[Opening GIVEN INFORMATION section]
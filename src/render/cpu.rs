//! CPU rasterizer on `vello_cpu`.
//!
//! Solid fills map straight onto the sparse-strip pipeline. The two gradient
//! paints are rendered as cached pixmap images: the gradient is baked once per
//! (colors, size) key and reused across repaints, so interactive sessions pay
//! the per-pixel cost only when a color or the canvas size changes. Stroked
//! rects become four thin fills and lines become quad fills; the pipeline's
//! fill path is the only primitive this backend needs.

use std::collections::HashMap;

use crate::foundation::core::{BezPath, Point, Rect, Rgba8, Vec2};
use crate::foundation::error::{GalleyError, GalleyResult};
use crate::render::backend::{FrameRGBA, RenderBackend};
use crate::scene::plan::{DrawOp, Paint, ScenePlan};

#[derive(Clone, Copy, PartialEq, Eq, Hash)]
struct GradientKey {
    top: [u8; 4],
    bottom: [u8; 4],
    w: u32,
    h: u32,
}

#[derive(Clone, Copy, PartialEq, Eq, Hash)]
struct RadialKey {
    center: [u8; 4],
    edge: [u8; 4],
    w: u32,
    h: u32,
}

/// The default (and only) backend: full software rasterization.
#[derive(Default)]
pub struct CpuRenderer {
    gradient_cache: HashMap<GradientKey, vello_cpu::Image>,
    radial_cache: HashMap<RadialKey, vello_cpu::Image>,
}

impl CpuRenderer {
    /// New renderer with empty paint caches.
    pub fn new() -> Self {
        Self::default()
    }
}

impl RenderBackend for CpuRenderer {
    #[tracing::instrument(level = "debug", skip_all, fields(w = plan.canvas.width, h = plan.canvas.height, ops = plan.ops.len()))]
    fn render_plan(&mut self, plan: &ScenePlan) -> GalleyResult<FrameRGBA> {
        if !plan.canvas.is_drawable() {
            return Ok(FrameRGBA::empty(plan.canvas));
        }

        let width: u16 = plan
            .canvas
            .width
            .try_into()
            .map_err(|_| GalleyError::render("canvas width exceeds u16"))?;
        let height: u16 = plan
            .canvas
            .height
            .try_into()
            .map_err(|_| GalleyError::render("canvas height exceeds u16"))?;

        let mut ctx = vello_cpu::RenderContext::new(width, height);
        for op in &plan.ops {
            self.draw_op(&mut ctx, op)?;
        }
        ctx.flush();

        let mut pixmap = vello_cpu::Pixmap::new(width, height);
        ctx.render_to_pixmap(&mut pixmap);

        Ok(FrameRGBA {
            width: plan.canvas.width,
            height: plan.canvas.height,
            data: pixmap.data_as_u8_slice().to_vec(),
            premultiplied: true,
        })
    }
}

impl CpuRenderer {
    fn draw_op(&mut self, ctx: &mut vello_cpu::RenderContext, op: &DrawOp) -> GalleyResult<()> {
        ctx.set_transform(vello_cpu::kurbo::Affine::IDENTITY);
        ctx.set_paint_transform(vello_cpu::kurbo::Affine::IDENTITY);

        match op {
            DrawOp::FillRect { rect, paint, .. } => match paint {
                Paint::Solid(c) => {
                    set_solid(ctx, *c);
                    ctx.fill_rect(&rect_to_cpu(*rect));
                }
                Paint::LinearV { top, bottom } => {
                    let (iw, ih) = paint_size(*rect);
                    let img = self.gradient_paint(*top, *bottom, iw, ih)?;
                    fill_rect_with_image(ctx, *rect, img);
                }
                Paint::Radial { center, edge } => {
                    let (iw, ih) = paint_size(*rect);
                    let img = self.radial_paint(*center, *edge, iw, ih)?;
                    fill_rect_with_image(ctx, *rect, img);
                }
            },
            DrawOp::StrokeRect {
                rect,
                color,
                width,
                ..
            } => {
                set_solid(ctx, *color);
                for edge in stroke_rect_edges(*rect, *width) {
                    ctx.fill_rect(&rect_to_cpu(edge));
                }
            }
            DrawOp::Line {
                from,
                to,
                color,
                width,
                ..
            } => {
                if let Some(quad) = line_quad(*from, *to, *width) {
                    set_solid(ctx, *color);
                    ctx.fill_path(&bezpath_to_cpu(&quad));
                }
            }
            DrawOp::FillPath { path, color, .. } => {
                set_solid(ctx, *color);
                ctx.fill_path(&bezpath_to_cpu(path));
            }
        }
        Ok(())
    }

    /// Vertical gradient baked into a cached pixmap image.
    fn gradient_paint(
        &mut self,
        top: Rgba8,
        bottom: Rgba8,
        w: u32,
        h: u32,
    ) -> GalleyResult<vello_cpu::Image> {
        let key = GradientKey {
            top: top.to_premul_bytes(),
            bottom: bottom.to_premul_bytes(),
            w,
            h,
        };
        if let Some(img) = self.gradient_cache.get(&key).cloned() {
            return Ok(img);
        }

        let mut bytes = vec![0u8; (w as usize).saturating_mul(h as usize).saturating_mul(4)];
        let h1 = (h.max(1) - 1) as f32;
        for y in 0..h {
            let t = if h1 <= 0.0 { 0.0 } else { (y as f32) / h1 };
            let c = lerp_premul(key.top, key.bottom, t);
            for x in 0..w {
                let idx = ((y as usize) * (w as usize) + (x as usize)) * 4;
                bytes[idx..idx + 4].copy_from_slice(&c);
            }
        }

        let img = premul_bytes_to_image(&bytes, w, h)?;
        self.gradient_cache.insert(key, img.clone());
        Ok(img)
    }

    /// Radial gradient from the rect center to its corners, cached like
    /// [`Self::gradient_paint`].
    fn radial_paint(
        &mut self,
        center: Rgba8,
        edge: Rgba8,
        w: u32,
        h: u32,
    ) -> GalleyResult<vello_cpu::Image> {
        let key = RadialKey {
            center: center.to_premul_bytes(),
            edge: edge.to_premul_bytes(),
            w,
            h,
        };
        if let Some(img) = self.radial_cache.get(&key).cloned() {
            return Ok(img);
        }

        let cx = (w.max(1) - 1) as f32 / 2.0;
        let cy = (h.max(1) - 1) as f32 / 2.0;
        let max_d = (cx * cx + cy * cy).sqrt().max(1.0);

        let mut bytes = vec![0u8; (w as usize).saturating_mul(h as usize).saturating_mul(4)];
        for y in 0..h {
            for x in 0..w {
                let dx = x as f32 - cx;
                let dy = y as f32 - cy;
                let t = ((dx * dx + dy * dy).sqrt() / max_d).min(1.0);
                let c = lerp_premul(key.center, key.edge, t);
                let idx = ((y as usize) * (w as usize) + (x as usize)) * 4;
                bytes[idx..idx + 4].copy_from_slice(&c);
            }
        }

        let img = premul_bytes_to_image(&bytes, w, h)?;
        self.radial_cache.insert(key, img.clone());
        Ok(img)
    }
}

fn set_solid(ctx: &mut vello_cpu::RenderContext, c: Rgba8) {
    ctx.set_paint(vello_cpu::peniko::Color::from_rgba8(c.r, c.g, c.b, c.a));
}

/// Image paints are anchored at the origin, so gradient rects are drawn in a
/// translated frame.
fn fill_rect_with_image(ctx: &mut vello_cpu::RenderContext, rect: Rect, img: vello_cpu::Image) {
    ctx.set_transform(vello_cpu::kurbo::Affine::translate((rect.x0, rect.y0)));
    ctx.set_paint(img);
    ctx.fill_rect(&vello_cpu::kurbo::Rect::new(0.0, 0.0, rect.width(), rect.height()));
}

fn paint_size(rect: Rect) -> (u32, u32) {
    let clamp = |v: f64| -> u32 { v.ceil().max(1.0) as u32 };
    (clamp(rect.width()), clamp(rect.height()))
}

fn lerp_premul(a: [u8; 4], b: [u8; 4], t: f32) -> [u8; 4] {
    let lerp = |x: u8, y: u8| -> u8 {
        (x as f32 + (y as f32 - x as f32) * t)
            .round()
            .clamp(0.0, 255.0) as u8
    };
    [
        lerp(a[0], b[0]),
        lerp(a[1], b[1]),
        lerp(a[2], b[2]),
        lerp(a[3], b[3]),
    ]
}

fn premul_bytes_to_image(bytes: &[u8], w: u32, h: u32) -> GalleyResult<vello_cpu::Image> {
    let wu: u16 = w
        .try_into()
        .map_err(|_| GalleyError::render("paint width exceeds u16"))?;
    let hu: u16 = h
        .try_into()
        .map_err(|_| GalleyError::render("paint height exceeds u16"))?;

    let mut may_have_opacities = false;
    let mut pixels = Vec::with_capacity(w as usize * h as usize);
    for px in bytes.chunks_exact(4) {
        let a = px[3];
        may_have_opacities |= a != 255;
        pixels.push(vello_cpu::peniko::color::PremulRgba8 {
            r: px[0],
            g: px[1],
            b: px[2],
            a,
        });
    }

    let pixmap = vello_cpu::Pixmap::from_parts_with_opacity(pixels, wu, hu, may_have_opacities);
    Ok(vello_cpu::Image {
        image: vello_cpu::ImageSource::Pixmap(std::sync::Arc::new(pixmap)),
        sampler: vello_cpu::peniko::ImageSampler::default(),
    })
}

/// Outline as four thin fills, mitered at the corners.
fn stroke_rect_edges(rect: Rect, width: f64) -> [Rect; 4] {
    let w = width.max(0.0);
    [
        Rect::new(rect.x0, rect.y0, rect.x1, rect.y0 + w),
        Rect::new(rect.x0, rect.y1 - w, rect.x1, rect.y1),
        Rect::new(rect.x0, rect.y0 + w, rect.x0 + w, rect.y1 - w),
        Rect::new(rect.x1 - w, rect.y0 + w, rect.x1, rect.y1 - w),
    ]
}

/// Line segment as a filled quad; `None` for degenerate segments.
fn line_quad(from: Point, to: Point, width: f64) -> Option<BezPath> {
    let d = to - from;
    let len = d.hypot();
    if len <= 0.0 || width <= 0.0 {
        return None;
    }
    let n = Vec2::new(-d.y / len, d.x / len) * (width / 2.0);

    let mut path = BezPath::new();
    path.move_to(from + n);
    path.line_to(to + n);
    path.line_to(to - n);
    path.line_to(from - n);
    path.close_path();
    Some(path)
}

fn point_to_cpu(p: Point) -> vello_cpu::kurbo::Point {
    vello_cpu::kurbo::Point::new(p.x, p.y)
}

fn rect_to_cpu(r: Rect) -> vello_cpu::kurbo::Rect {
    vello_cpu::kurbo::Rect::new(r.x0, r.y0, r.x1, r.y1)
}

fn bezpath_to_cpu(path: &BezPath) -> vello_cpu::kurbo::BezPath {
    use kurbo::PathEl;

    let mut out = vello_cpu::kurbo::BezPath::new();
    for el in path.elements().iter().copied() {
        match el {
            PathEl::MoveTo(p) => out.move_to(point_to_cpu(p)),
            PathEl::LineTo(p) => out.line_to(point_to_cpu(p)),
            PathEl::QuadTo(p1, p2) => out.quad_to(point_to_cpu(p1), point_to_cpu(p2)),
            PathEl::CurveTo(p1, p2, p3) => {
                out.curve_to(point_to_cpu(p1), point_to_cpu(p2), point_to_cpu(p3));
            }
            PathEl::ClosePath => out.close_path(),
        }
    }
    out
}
[Closing GIVEN INFORMATION section]
## PROBLEM REQUIREMENTS
Go through the data, and copy each line in which the word "IDENTITY" appears.

## ANSWER TO THIS EXERCISE
        ctx.set_transform(vello_cpu::kurbo::Affine::IDENTITY);
        ctx.set_paint_transform(vello_cpu::kurbo::Affine::IDENTITY);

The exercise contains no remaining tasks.